**ABOUT THIS TASK**
The records that follow are to be given again exactly.

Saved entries
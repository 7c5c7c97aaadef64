//! Per-fact relevance scoring (spec §4.5). Pure given the current
//! activation map and topic list — no global mutable state is touched.

use chrono::{DateTime, Utc};

use cortexpool_core::models::{Entity, Fact};
use cortexpool_similarity::normalize;

pub struct RelevanceScorer;

impl RelevanceScorer {
    /// spec §4.5's scoring formula, clamped to `[0, 1]`.
    pub fn score(fact: &Fact, subject: &Entity, topics: &[String], activation: f64, now: DateTime<Utc>) -> f64 {
        let mut score = fact.importance * fact.confidence;

        for topic in topics {
            let normalized_topic = normalize(topic);
            if substring_comparable(&subject.canonical_name, &normalized_topic) {
                score += 0.4;
            }
            if subject
                .aliases
                .iter()
                .any(|alias| normalize(alias).contains(&normalized_topic))
            {
                score += 0.3;
            }
        }

        score += 0.3 * activation;
        score += subject.entity_type.type_prior();

        let hours_since_use = (now - fact.last_used).num_seconds() as f64 / 3600.0;
        score += (0.2 - 0.01 * hours_since_use).max(0.0);

        score.min(1.0)
    }
}

fn substring_comparable(a: &str, b: &str) -> bool {
    a.contains(b) || b.contains(a)
}

#[cfg(test)]
mod tests {
    use super::*;
    use cortexpool_core::ids::{EntityId, FactId};
    use cortexpool_core::models::{EntityType, Tier};

    fn entity(canonical_name: &str, entity_type: EntityType) -> Entity {
        Entity {
            id: EntityId(1),
            name: canonical_name.to_string(),
            canonical_name: canonical_name.to_string(),
            entity_type,
            aliases: vec![],
            confidence: 0.8,
            created_at: Utc::now(),
        }
    }

    fn fact(importance: f64, confidence: f64, last_used: DateTime<Utc>) -> Fact {
        Fact {
            id: FactId(1),
            subject_id: EntityId(1),
            predicate: "is".to_string(),
            object_id: None,
            content: "a developer".to_string(),
            tier: Tier::Semantic,
            importance,
            confidence,
            source: "conversation".to_string(),
            last_used,
            use_count: 0,
            created_at: last_used,
            ttl_ms: None,
        }
    }

    #[test]
    fn score_never_exceeds_one() {
        let now = Utc::now();
        let e = entity("william", EntityType::Person);
        let f = fact(1.0, 1.0, now);
        let score = RelevanceScorer::score(&f, &e, &["william".to_string()], 1.0, now);
        assert!(score <= 1.0);
    }

    #[test]
    fn topic_substring_match_adds_bonus() {
        let now = Utc::now();
        let e = entity("william", EntityType::Concept);
        let f = fact(0.0, 1.0, now - chrono::Duration::hours(100));
        let with_topic = RelevanceScorer::score(&f, &e, &["william".to_string()], 0.0, now);
        let without_topic = RelevanceScorer::score(&f, &e, &[], 0.0, now);
        assert!(with_topic > without_topic);
    }

    #[test]
    fn recency_term_decays_to_zero() {
        let now = Utc::now();
        let e = entity("william", EntityType::Other);
        let recent = fact(0.0, 0.0, now);
        let stale = fact(0.0, 0.0, now - chrono::Duration::hours(30));
        let recent_score = RelevanceScorer::score(&recent, &e, &[], 0.0, now);
        let stale_score = RelevanceScorer::score(&stale, &e, &[], 0.0, now);
        assert!(recent_score > stale_score);
        assert_eq!(stale_score, 0.0);
    }
}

**WRITTEN RESPONSE**
repository 7c5c7c97aaadef64
//! Per-fact relevance scoring (spec §4.5). Pure given the current
//! activation map and topic list — no global mutable state is touched.

use chrono::{DateTime, Utc};

use cortexpool_core::models::{Entity, Fact};
use cortexpool_similarity::normalize;

pub struct RelevanceScorer;

impl RelevanceScorer {
    /// spec §4.5's scoring formula, clamped to `[0, 1]`.
    pub fn score(fact: &Fact, subject: &Entity, topics: &[String], activation: f64, now: DateTime<Utc>) -> f64 {
        let mut score = fact.importance * fact.confidence;

        for topic in topics {
            let normalized_topic = normalize(topic);
            if substring_comparable(&subject.canonical_name, &normalized_topic) {
                score += 0.4;
            }
            if subject
                .aliases
                .iter()
                .any(|alias| normalize(alias).contains(&normalized_topic))
            {
                score += 0.3;
            }
        }

        score += 0.3 * activation;
        score += subject.entity_type.type_prior();

        let hours_since_use = (now - fact.last_used).num_seconds() as f64 / 3600.0;
        score += (0.2 - 0.01 * hours_since_use).max(0.0);

        score.min(1.0)
    }
}

fn substring_comparable(a: &str, b: &str) -> bool {
    a.contains(b) || b.contains(a)
}

#[cfg(test)]
mod tests {
    use super::*;
    use cortexpool_core::ids::{EntityId, FactId};
    use cortexpool_core::models::{EntityType, Tier};

    fn entity(canonical_name: &str, entity_type: EntityType) -> Entity {
        Entity {
            id: EntityId(1),
            name: canonical_name.to_string(),
            canonical_name: canonical_name.to_string(),
            entity_type,
            aliases: vec![],
            confidence: 0.8,
            created_at: Utc::now(),
        }
    }

    fn fact(importance: f64, confidence: f64, last_used: DateTime<Utc>) -> Fact {
        Fact {
            id: FactId(1),
            subject_id: EntityId(1),
            predicate: "is".to_string(),
            object_id: None,
            content: "a developer".to_string(),
            tier: Tier::Semantic,
            importance,
            confidence,
            source: "conversation".to_string(),
            last_used,
            use_count: 0,
            created_at: last_used,
            ttl_ms: None,
        }
    }

    #[test]
    fn score_never_exceeds_one() {
        let now = Utc::now();
        let e = entity("william", EntityType::Person);
        let f = fact(1.0, 1.0, now);
        let score = RelevanceScorer::score(&f, &e, &["william".to_string()], 1.0, now);
        assert!(score <= 1.0);
    }

    #[test]
    fn topic_substring_match_adds_bonus() {
        let now = Utc::now();
        let e = entity("william", EntityType::Concept);
        let f = fact(0.0, 1.0, now - chrono::Duration::hours(100));
        let with_topic = RelevanceScorer::score(&f, &e, &["william".to_string()], 0.0, now);
        let without_topic = RelevanceScorer::score(&f, &e, &[], 0.0, now);
        assert!(with_topic > without_topic);
    }

    #[test]
    fn recency_term_decays_to_zero() {
        let now = Utc::now();
        let e = entity("william", EntityType::Other);
        let recent = fact(0.0, 0.0, now);
        let stale = fact(0.0, 0.0, now - chrono::Duration::hours(30));
        let recent_score = RelevanceScorer::score(&recent, &e, &[], 0.0, now);
        let stale_score = RelevanceScorer::score(&stale, &e, &[], 0.0, now);
        assert!(recent_score > stale_score);
        assert_eq!(stale_score, 0.0);
    }
}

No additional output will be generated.